- Associated Press - Wednesday, May 18, 2016

LINCOLN, Neb. (AP) - A group that is urging voters not to reinstate Nebraska’s death penalty argued Wednesday that the state’s 10 death-row inmates will die in prison regardless of what happens in the November election.

The comments at a Capitol news conference came as the anti-death-penalty group Retain a Just Nebraska prepares a series of cable and radio ads that will start airing next month.
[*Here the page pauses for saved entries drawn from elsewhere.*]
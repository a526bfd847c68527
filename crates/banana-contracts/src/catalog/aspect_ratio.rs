use std::fmt;
use std::str::FromStr;

use serde::{Deserialize, Serialize};

/// Output shapes a user can ask for.
///
/// `Wide` and `Mobile` are not accepted by the image service as-is and are
/// mapped to a supported ratio before dispatch.
#[derive(Debug, Clone, Copy, PartialEq, Eq, Hash, Serialize, Deserialize)]
pub enum AspectRatio {
    #[serde(rename = "1:1")]
    Square,
    #[serde(rename = "16:9")]
    Landscape,
    #[serde(rename = "9:16")]
    Portrait,
    #[serde(rename = "2:1")]
    Wide,
    #[serde(rename = "9:20")]
    Mobile,
}

impl AspectRatio {
    pub const ALL: [AspectRatio; 5] = [
        AspectRatio::Square,
        AspectRatio::Landscape,
        AspectRatio::Portrait,
        AspectRatio::Wide,
        AspectRatio::Mobile,
    ];

    /// Ratios offered in pickers, in display order.
    pub const PICKER: [AspectRatio; 4] = [
        AspectRatio::Square,
        AspectRatio::Landscape,
        AspectRatio::Portrait,
        AspectRatio::Mobile,
    ];

    pub fn as_str(self) -> &'static str {
        match self {
            AspectRatio::Square => "1:1",
            AspectRatio::Landscape => "16:9",
            AspectRatio::Portrait => "9:16",
            AspectRatio::Wide => "2:1",
            AspectRatio::Mobile => "9:20",
        }
    }

    pub fn label(self) -> &'static str {
        match self {
            AspectRatio::Square => "ריבוע (1:1)",
            AspectRatio::Landscape => "לרוחב (16:9)",
            AspectRatio::Portrait => "לאורך (9:16)",
            AspectRatio::Wide => "רחב (2:1)",
            AspectRatio::Mobile => "נייד מלא (9:20)",
        }
    }

    pub fn dims(self) -> (u32, u32) {
        match self {
            AspectRatio::Square => (1, 1),
            AspectRatio::Landscape => (16, 9),
            AspectRatio::Portrait => (9, 16),
            AspectRatio::Wide => (2, 1),
            AspectRatio::Mobile => (9, 20),
        }
    }

    pub fn value(self) -> f64 {
        let (width, height) = self.dims();
        width as f64 / height as f64
    }

    pub fn is_natively_supported(self) -> bool {
        matches!(
            self,
            AspectRatio::Square | AspectRatio::Landscape | AspectRatio::Portrait
        )
    }
}

impl fmt::Display for AspectRatio {
    fn fmt(&self, f: &mut fmt::Formatter<'_>) -> fmt::Result {
        f.write_str(self.as_str())
    }
}

impl FromStr for AspectRatio {
    type Err = String;

    fn from_str(raw: &str) -> Result<Self, Self::Err> {
        let normalized = raw.trim().to_ascii_lowercase().replace(['x', '/'], ":");
        let parsed = match normalized.as_str() {
            "square" => Some(AspectRatio::Square),
            "landscape" => Some(AspectRatio::Landscape),
            "portrait" => Some(AspectRatio::Portrait),
            "wide" => Some(AspectRatio::Wide),
            "mobile" | "tall" => Some(AspectRatio::Mobile),
            value => AspectRatio::ALL
                .into_iter()
                .find(|ratio| ratio.as_str() == value),
        };
        parsed.ok_or_else(|| {
            format!(
                "Unsupported aspect ratio '{}'; expected one of {}.",
                raw.trim(),
                AspectRatio::ALL
                    .iter()
                    .map(|ratio| ratio.as_str())
                    .collect::<Vec<_>>()
                    .join(", ")
            )
        })
    }
}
Death penalty opponents said the Legislature’s vote to abolish capital punishment last year still guarantees a life-without-parole sentence for those prisoners.

The group formed after death penalty supporters gathered enough signatures to place the issue on the general election ballot, giving voters the opportunity to overturn the Legislature’s decision. The group Nebraskans for the Death Penalty plans to campaign for the measure, urging voters to repeal the new law.
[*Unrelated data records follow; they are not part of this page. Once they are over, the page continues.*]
use banana_contracts::catalog::{AspectRatio, StyleCatalog, StyleOption, StyleSelection};
use banana_contracts::chat::{Role, Transcript};
use banana_contracts::history::{truncate_chars, HistoryEntry, HistoryStore, SourceFlow};
use banana_contracts::locale::{
    CONVERSATION_FAILURE_MESSAGE, IMAGE_ANALYSIS_TITLE, SURPRISE_PROMPTS,
};
use rand::seq::SliceRandom;
use rand::Rng;

use crate::attachment::Attachment;
use crate::generation::{GenerationClient, GenerationError};
use crate::SubmitRejected;

const TITLE_MAX_CHARS: usize = 30;

#[derive(Debug, Clone, Copy, PartialEq, Eq)]
pub enum ConversationState {
    Idle,
    AwaitingResponse,
}

/// Everything one submission bound at the moment it was accepted.
///
/// Only `begin_submission` creates one, and `complete` consumes it.
#[derive(Debug)]
pub struct PendingRefinement {
    prompt_text: String,
    style: StyleOption,
    aspect_ratio: AspectRatio,
    attachment: Option<Attachment>,
}

impl PendingRefinement {
    pub fn prompt_text(&self) -> &str {
        &self.prompt_text
    }

    pub fn style(&self) -> &StyleOption {
        &self.style
    }

    pub fn aspect_ratio(&self) -> AspectRatio {
        self.aspect_ratio
    }

    pub fn attachment(&self) -> Option<&Attachment> {
        self.attachment.as_ref()
    }

    /// Runs the refinement call for this submission.
    pub fn dispatch(&self, client: &GenerationClient) -> Result<String, GenerationError> {
        client.refine_conversation(
            &self.prompt_text,
            &self.style,
            self.aspect_ratio,
            self.attachment.as_ref(),
        )
    }

    fn history_title(&self) -> String {
        let trimmed = self.prompt_text.trim();
        if trimmed.is_empty() {
            return IMAGE_ANALYSIS_TITLE.to_string();
        }
        truncate_chars(trimmed, TITLE_MAX_CHARS)
    }
}

#[derive(Debug, Clone, PartialEq, Eq)]
pub enum ConversationOutcome {
    Replied(String),
    Failed(GenerationError),
}

/// Prompt-refinement chat: transcript, input state and the request
/// lifecycle. At most one request is in flight; submissions made while one
/// is pending are rejected.
#[derive(Debug)]
pub struct ConversationController {
    styles: StyleCatalog,
    transcript: Transcript,
    input: String,
    style: StyleOption,
    aspect_ratio: AspectRatio,
    attachment: Option<Attachment>,
    state: ConversationState,
}

impl Default for ConversationController {
    fn default() -> Self {
        Self::new(StyleCatalog::default())
    }
}

impl ConversationController {
    pub fn new(styles: StyleCatalog) -> Self {
        let style = styles.default_style();
        Self {
            styles,
            transcript: Transcript::with_welcome(),
            input: String::new(),
            style,
            aspect_ratio: AspectRatio::Landscape,
            attachment: None,
            state: ConversationState::Idle,
        }
    }

    pub fn transcript(&self) -> &Transcript {
        &self.transcript
    }

    pub fn state(&self) -> ConversationState {
        self.state
    }

    pub fn is_busy(&self) -> bool {
        self.state != ConversationState::Idle
    }

    pub fn input(&self) -> &str {
        &self.input
    }

    pub fn set_input(&mut self, text: impl Into<String>) {
        self.input = text.into();
    }

    pub fn style(&self) -> &StyleOption {
        &self.style
    }

    pub fn styles(&self) -> &StyleCatalog {
        &self.styles
    }

    pub fn select_style(&mut self, id: &str) -> StyleSelection {
        let selection = self.styles.select(Some(id));
        self.style = selection.style.clone();
        selection
    }

    pub fn aspect_ratio(&self) -> AspectRatio {
        self.aspect_ratio
    }

    pub fn select_aspect_ratio(&mut self, ratio: AspectRatio) {
        self.aspect_ratio = ratio;
    }

    pub fn attachment(&self) -> Option<&Attachment> {
        self.attachment.as_ref()
    }

    pub fn attach(&mut self, attachment: Attachment) {
        self.attachment = Some(attachment);
    }

    pub fn clear_attachment(&mut self) {
        self.attachment = None;
    }

    /// Replaces the input with a random idea from the surprise list.
    pub fn surprise_me<R: Rng + ?Sized>(&mut self, rng: &mut R) -> &str {
        if let Some(idea) = SURPRISE_PROMPTS.choose(rng) {
            self.input = (*idea).to_string();
        }
        &self.input
    }

    pub fn last_assistant_text(&self) -> Option<&str> {
        self.transcript
            .last_by_role(Role::Assistant)
            .map(|message| message.text.as_str())
    }

    pub fn begin_submission(&mut self) -> Result<PendingRefinement, SubmitRejected> {
        if self.is_busy() {
            return Err(SubmitRejected::Busy);
        }
        if self.input.trim().is_empty() && self.attachment.is_none() {
            return Err(SubmitRejected::Empty);
        }

        let prompt_text = std::mem::take(&mut self.input);
        let image = self.attachment.as_ref().map(Attachment::to_data_url);
        self.transcript.push(Role::User, prompt_text.clone(), image);
        self.state = ConversationState::AwaitingResponse;

        Ok(PendingRefinement {
            prompt_text,
            style: self.style.clone(),
            aspect_ratio: self.aspect_ratio,
            attachment: self.attachment.clone(),
        })
    }

    pub fn complete(
        &mut self,
        pending: PendingRefinement,
        result: Result<String, GenerationError>,
        history: &mut HistoryStore,
    ) -> ConversationOutcome {
        self.state = ConversationState::Idle;
        match result {
            Ok(text) => {
                self.transcript.push(Role::Assistant, text.clone(), None);
                let entry =
                    HistoryEntry::new(pending.history_title(), text.clone(), SourceFlow::Conversation);
                if let Err(err) = history.append(entry) {
                    let message = format!("{err:#}");
                    tracing::warn!(error = %message, "history write failed; entry kept in memory");
                }
                self.attachment = None;
                tracing::info!(chars = text.chars().count(), "prompt refinement completed");
                ConversationOutcome::Replied(text)
            }
            Err(err) => {
                tracing::warn!(kind = err.kind(), error = %err, "prompt refinement failed");
                self.transcript
                    .push(Role::Assistant, CONVERSATION_FAILURE_MESSAGE, None);
                ConversationOutcome::Failed(err)
            }
        }
    }

    /// Accept, dispatch and complete in one call.
    pub fn submit(
        &mut self,
        client: &GenerationClient,
        history: &mut HistoryStore,
    ) -> Result<ConversationOutcome, SubmitRejected> {
        let pending = self.begin_submission()?;
        let result = pending.dispatch(client);
        Ok(self.complete(pending, result, history))
    }
}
Sen. Colby Coash of Lincoln, who is a Republican against the death penalty, said he believes voters will keep capital punishment off the books once they receive the same information that he and other lawmakers reviewed.

Coash said the death penalty wastes tax dollars, is virtually impossible to carry out because of legal challenges and limited access to the right drugs and creates false hope for victims’ families because the sentence is never carried out.

Nebraska’s last execution was in 1997 and used the electric chair. The state has struggled to obtain all three of the drugs required for its current lethal injection protocol.

“No matter what happens with the vote in November, the system will remain broken,” Coash said.

Democratic state Sen. Adam Morfeld of Lincoln said the only way death-row inmates could qualify for parole is if the state’s pardons board commuted their sentences. The pardons board is comprised of Gov. Pete Ricketts, Attorney General Doug Peterson - both death penalty supporters - and Nebraska Secretary of State John Gale.

“Two of three of those individuals have to agree to let somebody out of prison,” Morfeld said.

Retired District Court Judge Ronald Reagan, who is working with death penalty opponents, said a life sentence “means exactly that” in Nebraska and the chances of a commutation are slim.

“It’s a remote, remote possibility that people shouldn’t be concerned about,” Reagan said.

Death penalty supporters have pointed to the case of Laddie Dittrich, who was convicted of first-degree murder in 1973 but became eligible for parole after the pardons board took the rare step of commuting his life sentence in 2013. Seven months after his release, Dittrich was arrested and later convicted of sexually assaulting a 10-year-old girl.

“The claim that they can guarantee that an inmate will never be released is simply wrong,” said Bob Evnen, a Lincoln attorney and co-founder of the Nebraskans for the Death Penalty. “The pardons board is a very powerful body, and its decisions are unreviewable. It’s ridiculous to make that claim.”

Nebraskans for the Death Penalty spokesman Chris Peterson said his group will start campaigning in the next few weeks.

“I expect a strong message will be sent by voters about their desire to keep capital punishment,” Peterson said.